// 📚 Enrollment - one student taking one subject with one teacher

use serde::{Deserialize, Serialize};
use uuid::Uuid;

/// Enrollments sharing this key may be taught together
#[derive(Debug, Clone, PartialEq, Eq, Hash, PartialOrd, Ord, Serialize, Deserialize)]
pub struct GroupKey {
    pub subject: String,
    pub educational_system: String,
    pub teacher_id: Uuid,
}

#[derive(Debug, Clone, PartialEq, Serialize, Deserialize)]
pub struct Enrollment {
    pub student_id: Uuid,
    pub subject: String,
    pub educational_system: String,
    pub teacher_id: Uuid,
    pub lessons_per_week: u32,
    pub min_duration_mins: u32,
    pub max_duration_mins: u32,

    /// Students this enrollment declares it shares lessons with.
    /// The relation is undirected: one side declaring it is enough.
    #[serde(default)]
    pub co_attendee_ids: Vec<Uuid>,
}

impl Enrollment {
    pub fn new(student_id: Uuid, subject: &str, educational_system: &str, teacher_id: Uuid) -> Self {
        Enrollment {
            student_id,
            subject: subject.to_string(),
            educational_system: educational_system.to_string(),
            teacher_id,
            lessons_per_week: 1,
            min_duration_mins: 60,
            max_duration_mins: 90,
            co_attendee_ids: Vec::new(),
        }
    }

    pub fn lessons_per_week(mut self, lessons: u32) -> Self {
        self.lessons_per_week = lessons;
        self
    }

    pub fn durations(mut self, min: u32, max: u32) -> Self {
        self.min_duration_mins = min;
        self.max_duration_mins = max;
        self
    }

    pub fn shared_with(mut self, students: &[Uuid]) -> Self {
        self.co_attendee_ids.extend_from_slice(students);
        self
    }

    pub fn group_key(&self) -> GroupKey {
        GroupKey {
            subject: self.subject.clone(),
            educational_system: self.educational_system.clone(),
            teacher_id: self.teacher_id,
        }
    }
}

====

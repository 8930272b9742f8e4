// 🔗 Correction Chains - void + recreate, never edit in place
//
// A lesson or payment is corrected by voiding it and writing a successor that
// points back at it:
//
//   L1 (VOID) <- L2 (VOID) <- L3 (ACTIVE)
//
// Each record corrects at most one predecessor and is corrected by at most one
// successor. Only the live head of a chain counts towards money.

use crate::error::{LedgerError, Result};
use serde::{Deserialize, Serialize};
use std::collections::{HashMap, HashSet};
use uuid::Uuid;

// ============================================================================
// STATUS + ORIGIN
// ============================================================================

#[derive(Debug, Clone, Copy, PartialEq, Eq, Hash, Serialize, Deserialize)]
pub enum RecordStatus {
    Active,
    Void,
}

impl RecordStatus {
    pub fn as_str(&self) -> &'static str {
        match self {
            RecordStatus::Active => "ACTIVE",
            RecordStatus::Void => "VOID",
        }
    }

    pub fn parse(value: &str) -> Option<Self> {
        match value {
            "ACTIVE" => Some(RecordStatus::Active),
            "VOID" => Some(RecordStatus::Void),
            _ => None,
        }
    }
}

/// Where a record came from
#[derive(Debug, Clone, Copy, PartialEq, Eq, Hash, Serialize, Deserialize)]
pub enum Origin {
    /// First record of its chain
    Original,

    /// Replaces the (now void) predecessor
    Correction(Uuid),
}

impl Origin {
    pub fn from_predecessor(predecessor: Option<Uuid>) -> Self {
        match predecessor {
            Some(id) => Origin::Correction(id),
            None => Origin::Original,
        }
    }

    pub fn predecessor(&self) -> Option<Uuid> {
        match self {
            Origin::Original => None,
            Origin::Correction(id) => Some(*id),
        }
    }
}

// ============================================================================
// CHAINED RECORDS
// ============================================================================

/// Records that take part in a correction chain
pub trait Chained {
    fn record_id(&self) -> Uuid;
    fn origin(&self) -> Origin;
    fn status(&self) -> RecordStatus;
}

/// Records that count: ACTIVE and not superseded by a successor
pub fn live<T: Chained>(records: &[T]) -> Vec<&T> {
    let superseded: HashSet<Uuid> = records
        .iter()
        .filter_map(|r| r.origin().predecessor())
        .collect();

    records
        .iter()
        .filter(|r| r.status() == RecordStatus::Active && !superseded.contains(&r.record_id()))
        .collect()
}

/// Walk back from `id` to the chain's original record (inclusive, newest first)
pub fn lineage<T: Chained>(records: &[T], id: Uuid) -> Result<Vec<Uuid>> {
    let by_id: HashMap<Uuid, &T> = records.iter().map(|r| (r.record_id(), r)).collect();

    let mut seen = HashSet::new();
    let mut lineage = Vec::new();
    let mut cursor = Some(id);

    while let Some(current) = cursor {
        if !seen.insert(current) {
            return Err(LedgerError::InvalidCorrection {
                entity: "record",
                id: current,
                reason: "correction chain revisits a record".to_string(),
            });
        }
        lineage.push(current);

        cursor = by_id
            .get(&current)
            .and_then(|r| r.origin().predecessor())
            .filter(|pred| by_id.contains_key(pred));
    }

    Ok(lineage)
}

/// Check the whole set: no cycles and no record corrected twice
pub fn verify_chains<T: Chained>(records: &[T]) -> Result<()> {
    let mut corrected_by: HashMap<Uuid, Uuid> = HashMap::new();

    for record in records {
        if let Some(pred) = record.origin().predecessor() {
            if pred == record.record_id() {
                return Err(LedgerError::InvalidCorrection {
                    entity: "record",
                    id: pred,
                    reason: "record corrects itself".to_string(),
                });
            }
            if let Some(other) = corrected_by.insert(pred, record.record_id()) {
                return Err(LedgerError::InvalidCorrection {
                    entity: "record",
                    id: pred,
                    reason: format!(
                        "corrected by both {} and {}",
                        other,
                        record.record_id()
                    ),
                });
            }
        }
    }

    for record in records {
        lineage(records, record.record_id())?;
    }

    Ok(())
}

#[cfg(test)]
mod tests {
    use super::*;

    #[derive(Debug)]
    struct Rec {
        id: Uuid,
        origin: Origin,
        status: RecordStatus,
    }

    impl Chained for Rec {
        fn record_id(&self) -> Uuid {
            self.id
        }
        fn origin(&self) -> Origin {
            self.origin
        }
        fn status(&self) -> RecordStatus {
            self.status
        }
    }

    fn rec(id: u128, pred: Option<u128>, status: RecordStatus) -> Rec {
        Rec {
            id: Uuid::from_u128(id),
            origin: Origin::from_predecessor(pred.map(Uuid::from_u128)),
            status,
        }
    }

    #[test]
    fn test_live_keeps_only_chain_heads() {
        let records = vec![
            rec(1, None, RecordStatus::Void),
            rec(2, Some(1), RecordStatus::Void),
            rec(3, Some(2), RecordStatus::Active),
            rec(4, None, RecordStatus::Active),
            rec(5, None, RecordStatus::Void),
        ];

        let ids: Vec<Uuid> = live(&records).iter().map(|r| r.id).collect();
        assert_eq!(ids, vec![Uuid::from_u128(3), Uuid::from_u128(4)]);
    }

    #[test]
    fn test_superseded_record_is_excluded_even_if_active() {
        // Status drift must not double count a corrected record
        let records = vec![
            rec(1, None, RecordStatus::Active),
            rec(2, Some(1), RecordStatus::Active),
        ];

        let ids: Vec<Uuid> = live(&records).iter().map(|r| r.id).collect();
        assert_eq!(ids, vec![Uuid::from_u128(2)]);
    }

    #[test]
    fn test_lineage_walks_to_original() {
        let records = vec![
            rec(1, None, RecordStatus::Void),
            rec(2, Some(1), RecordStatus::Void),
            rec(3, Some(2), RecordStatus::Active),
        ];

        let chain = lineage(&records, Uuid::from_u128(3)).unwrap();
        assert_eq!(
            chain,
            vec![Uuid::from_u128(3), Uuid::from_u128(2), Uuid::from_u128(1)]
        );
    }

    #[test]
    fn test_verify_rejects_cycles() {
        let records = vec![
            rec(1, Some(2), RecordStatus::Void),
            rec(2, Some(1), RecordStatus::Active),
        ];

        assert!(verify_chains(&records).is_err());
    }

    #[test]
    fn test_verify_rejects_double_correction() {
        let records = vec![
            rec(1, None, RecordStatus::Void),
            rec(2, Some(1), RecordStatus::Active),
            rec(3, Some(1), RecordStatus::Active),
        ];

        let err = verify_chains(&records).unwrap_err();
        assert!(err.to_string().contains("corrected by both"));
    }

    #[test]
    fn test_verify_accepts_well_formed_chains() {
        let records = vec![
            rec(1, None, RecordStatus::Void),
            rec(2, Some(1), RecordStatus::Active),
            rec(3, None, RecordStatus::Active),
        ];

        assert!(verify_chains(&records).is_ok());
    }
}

====

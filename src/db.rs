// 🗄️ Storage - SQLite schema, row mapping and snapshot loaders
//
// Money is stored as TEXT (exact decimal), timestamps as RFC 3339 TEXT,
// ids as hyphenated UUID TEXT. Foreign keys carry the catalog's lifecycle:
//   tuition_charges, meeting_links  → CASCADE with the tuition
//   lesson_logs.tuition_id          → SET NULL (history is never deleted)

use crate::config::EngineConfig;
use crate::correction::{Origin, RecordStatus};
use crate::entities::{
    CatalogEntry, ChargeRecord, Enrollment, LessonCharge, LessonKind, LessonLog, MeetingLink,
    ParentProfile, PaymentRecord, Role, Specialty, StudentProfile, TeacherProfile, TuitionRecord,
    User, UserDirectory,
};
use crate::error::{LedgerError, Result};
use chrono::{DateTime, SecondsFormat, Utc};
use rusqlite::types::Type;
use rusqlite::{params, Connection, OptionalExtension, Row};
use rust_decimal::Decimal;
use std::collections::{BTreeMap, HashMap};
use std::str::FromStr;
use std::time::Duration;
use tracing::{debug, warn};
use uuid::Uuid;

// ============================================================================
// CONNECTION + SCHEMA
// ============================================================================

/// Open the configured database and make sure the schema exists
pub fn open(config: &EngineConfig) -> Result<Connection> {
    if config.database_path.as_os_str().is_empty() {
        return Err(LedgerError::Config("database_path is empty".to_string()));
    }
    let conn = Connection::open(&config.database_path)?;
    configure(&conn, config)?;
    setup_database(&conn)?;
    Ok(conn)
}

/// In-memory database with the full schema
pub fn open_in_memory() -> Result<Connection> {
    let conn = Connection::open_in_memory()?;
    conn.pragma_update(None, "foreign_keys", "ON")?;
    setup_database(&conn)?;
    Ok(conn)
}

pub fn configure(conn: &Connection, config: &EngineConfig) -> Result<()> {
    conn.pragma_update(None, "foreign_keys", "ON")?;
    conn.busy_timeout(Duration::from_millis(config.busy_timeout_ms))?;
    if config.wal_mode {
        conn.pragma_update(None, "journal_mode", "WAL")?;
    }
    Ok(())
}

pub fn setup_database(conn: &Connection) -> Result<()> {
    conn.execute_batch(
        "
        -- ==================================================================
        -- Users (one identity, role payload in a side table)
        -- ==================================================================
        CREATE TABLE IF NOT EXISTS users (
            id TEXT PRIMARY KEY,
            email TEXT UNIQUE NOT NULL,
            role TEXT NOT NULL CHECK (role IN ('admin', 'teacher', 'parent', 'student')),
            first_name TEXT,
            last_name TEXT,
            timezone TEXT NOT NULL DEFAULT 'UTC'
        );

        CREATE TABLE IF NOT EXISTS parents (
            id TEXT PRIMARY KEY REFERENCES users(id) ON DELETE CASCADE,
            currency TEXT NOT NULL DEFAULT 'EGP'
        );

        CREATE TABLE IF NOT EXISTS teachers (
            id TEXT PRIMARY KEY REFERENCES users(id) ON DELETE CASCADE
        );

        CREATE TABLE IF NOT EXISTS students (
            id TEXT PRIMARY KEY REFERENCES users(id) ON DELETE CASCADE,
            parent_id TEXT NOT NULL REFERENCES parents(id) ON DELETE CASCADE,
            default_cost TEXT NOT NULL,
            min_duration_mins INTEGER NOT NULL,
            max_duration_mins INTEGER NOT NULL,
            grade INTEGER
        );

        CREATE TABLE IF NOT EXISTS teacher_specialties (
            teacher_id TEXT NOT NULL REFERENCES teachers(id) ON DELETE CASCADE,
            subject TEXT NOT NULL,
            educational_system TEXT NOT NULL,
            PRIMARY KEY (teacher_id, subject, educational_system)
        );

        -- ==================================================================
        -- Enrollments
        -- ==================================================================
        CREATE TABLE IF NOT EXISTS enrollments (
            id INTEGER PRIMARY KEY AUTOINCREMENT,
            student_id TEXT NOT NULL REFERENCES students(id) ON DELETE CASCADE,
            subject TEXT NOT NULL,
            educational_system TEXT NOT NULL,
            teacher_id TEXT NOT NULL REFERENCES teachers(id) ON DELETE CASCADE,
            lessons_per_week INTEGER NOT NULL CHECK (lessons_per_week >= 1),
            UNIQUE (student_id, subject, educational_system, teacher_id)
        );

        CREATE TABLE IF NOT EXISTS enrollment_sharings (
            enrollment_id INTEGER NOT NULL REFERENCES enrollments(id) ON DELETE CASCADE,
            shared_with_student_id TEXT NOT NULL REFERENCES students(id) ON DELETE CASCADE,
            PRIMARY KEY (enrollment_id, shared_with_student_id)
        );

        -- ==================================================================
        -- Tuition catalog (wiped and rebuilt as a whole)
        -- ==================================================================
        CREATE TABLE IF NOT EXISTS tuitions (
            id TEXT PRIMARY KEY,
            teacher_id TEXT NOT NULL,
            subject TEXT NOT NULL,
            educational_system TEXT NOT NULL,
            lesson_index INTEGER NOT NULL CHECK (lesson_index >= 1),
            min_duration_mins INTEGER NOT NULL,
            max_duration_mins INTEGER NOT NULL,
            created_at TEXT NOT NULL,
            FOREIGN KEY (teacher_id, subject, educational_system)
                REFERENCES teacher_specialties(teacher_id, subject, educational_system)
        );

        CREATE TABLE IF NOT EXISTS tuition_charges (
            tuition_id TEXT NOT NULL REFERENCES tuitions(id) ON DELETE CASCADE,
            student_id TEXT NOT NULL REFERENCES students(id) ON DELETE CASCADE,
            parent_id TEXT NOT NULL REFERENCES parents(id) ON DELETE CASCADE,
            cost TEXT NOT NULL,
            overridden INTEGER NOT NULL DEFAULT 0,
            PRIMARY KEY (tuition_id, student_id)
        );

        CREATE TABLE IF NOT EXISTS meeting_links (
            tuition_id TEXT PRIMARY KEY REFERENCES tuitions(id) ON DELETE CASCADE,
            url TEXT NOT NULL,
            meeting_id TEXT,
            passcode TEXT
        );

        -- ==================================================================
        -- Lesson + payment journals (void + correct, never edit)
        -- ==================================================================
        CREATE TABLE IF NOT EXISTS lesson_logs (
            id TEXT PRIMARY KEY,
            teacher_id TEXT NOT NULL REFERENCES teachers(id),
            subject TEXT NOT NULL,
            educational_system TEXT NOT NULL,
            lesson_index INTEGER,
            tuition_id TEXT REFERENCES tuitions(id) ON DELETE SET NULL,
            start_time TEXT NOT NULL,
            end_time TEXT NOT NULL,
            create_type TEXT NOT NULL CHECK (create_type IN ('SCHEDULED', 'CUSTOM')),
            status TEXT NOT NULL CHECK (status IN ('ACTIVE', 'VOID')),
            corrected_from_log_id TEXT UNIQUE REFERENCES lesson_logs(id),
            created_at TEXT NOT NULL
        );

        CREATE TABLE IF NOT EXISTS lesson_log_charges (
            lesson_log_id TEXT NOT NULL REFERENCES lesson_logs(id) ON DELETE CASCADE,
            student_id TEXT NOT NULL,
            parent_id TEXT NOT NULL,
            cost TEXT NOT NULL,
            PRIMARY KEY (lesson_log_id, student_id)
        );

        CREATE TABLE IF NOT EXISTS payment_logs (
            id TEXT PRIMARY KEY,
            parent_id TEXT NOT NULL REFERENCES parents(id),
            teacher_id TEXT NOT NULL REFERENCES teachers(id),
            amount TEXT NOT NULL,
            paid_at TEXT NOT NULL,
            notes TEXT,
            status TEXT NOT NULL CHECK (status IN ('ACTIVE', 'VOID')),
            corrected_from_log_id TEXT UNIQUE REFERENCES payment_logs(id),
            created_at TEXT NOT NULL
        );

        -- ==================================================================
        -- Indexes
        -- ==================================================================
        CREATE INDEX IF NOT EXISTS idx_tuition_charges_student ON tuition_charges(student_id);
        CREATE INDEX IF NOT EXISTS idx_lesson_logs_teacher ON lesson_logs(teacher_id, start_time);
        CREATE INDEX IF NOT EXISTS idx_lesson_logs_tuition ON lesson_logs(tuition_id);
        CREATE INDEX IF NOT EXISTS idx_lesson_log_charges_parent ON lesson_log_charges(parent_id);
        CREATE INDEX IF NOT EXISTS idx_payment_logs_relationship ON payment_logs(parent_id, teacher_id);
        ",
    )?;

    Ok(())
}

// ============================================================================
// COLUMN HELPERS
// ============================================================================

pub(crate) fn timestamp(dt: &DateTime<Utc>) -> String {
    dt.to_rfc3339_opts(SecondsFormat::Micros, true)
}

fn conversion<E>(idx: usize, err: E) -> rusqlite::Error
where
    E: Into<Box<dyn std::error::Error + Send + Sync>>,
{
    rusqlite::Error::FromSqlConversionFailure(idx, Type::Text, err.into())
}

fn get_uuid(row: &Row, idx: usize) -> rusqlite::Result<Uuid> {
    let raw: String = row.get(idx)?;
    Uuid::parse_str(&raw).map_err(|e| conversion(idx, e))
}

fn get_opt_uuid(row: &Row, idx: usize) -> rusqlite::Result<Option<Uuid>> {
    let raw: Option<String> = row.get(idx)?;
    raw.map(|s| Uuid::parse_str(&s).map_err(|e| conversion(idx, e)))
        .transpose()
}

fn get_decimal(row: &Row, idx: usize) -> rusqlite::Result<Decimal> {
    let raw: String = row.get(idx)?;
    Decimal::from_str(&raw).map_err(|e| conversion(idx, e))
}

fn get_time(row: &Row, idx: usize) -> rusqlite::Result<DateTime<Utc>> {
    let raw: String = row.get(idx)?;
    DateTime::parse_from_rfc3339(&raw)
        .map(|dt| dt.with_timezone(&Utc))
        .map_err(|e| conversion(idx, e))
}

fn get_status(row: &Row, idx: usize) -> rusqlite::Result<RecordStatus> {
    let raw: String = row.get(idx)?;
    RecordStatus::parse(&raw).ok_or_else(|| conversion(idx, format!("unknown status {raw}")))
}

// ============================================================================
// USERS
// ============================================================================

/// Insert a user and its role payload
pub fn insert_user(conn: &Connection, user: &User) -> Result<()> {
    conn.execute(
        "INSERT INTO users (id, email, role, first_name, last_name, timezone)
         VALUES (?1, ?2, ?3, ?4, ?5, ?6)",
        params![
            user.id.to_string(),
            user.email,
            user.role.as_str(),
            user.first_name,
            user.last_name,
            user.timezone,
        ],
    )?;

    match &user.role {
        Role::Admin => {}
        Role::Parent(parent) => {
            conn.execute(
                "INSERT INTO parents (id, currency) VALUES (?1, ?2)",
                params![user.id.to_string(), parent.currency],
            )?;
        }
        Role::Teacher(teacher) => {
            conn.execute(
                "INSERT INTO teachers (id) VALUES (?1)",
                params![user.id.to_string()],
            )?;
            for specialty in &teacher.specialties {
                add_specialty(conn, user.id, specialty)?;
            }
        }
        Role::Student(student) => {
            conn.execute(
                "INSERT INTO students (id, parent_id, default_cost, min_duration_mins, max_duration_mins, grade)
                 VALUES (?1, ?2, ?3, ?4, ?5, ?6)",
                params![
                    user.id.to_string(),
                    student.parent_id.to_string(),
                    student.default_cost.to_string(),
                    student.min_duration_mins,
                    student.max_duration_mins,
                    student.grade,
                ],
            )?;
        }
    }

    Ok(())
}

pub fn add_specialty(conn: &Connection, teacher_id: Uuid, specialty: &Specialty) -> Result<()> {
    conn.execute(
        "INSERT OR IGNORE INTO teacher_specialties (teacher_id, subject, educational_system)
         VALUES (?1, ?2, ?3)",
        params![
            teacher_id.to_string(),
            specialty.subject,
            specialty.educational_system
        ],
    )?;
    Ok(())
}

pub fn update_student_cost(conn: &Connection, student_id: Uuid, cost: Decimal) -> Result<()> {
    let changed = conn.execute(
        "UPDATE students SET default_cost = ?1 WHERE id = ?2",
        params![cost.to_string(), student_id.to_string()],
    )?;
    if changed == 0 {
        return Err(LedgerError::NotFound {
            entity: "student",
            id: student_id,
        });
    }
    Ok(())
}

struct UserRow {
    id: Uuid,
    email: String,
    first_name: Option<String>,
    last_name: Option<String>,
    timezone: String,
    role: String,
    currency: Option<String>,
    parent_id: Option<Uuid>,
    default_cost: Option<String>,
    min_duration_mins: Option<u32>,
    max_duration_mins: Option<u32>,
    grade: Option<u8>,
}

====

Going through the lines above one by one, tally those with the word "collections" and give only the total.

2